The solution turned out to be to replace the OS kernel.

First of all, I wasn't sure if any of what I was going on to do would be affected by the experimental ART runtime previewed in Kitkat, which I'd been trying, so I reverted to Dalvik.

Having already unlocked the bootloader the next step was to get root access, and it was quickly obvious the easiest way to do that was geohot's recent Towelroot exploit. Let's not dwell on the fact this reveals Android security to be a bit of a joke, eh? It's probably not a good idea to use tablets for logging into anything sensitive.

(At this point I had an abortive play with CifsManager and a pack of cifs.ko/md4.ko/nls_utf8.ko kernel modules before realising that stock Kitkat doesn't support loadable modules.)

Having established that a replacement kernel was needed, I used Koush's ClockworkMod ROM Manager to backup files and install stuff. This was a bit hit and miss. I tried a kernel by vorcers first on the basis it's essentially stock apart from adding CIFS support. For whatever reason that didn't work, so after a precautionary revert to the stock kernel with Nexus Root ToolkitM I tried flar2's ElementalX and that worked fine with Mount Manager and CifsManager. Mount Manager is nicer because it'll deal with automatically reconnecting the mounted shares. I'm not entirely sure if BusyBox is required, but it's recommended. ElementalX also adds the option of tap/slide-to-wake, which I disabled due to the warnings about impact on battery life, and various other things... most I left as stock, apart from increasing the read-ahead i/o buffer which I figure might help with accessing shares.

So far so good. Shares mounted, XBMC more or less happy testing with a film that arrived in the mail recently and it plays, as do some others. But most discs were causing XBMC to skip back to the file selection window without even an error message. Perhaps unsurprisingly, it's the "indie" films that probably don't have any specific copy protection schemes on them that are working.

Way back when, when DVD Decrypter was in its hey-day there used to be a bit of software called DVD43 that sat between Windows and any software accessing the drive and removed "protections" designed to stop you playing your legally purchased content. The version currently available doesn't seem to be the old application, just a plug-in for copying software that supports it. This is where Slysoft's AnyDVD comes in, and as a bonus it allows you to limit the rate at which particularly noisy DVD drives spin discs.

All told, various apps from the Play Store, donations to developers of things that worked and a basic legit copy of AnyDVD added up to a chunk of the cost of a decent portable DVD player, but that wasn't really the point. It was an educational day's worth of fiddling and much more productive than previous attempts to figure out a way to play DVDs from an optical drive. It's satisfying to get things working and I'm in no rush to have the forthcoming Android L on this tablet, as from previews the interface changes look rather naff.

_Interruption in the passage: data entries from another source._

use serde::{Deserialize, Serialize};
use std::collections::{BTreeMap, HashMap};

pub type TermId = u32;

/// Normalized tokens of one document or query, in text order.
pub type TokenSequence = Vec<String>;

/// A catalog entry: job identifier plus its required-skills text.
#[derive(Debug, Clone, PartialEq, Eq, Serialize, Deserialize)]
pub struct Document {
    pub id: String,
    pub text: String,
}

impl Document {
    pub fn new(id: impl Into<String>, text: impl Into<String>) -> Self {
        Self { id: id.into(), text: text.into() }
    }
}

/// Token to column mapping. Ids are handed out in first-seen order, so the
/// same corpus always yields the same layout.
#[derive(Debug, Clone, Default, Serialize, Deserialize)]
pub struct Vocabulary {
    dictionary: HashMap<String, TermId>,
    terms: Vec<String>,
}

impl Vocabulary {
    pub fn new() -> Self { Self::default() }

    /// Returns the id for `term`, assigning the next free one if it is new.
    pub fn insert(&mut self, term: &str) -> TermId {
        if let Some(&tid) = self.dictionary.get(term) {
            return tid;
        }
        let tid = self.terms.len() as TermId;
        self.dictionary.insert(term.to_string(), tid);
        self.terms.push(term.to_string());
        tid
    }

    pub fn get(&self, term: &str) -> Option<TermId> {
        self.dictionary.get(term).copied()
    }

    pub fn term(&self, tid: TermId) -> Option<&str> {
        self.terms.get(tid as usize).map(String::as_str)
    }

    pub fn len(&self) -> usize { self.terms.len() }

    pub fn is_empty(&self) -> bool { self.terms.is_empty() }

    /// Terms in id order.
    pub fn terms(&self) -> &[String] { &self.terms }
}

/// Sparse raw counts for one document.
pub type TermFrequencyVector = BTreeMap<TermId, u32>;

/// Sparse TF-IDF weights tied to the vocabulary size they were built for.
///
/// Any index without a stored weight reads as `0.0`.
#[derive(Debug, Clone, PartialEq, Serialize, Deserialize)]
pub struct TfIdfVector {
    dim: usize,
    weights: BTreeMap<TermId, f64>,
}

impl TfIdfVector {
    pub fn zeros(dim: usize) -> Self {
        Self { dim, weights: BTreeMap::new() }
    }

    /// Zero weights are not stored. Panics if `tid` is outside the dimension,
    /// which can only happen through a bug in vector construction.
    pub fn set(&mut self, tid: TermId, weight: f64) {
        assert!((tid as usize) < self.dim, "term id {tid} outside vector dimension {}", self.dim);
        if weight == 0.0 {
            self.weights.remove(&tid);
        } else {
            self.weights.insert(tid, weight);
        }
    }

    pub fn get(&self, tid: TermId) -> f64 {
        self.weights.get(&tid).copied().unwrap_or(0.0)
    }

    pub fn dim(&self) -> usize { self.dim }

    /// Number of non-zero entries.
    pub fn nnz(&self) -> usize { self.weights.len() }

    pub fn iter(&self) -> impl Iterator<Item = (TermId, f64)> + '_ {
        self.weights.iter().map(|(&t, &w)| (t, w))
    }

    pub fn norm(&self) -> f64 {
        self.weights.values().map(|w| w * w).sum::<f64>().sqrt()
    }

    pub fn dot(&self, other: &TfIdfVector) -> f64 {
        // walk the sparser side
        let (small, large) = if self.nnz() <= other.nnz() { (self, other) } else { (other, self) };
        small.iter().map(|(t, w)| w * large.get(t)).sum()
    }
}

The only problem then seemed to be the cheap "mini" USB wifi adapter I was using, which got hot and suffered from short drop-outs not sufficiently long to break downloads but which appeared responsible for occasional stuttering with streaming video files played via ES File Explorer and DicePlayer. I've snagged a refurb Belkin F5D8055 v2, which (touch wood) is behaving reliably with stock i/o mode and readahead set to 256.

Whilst I was on a roll, I used Nova Launcher to make the BBC Weather widget the background of my homescreen with a few icons layered over it and hid the dock. For all its faults, I do like the customisability of Android, and it didn't take much playing with iOS to establish that the relative lack of it would drive me nuts.

For sharing the contents of the tablet back to a network, for things like transferring screenshots, I opted for Sambadroid and sharing "/" rather than faffing around with Kitkat's multi-user path rewriting.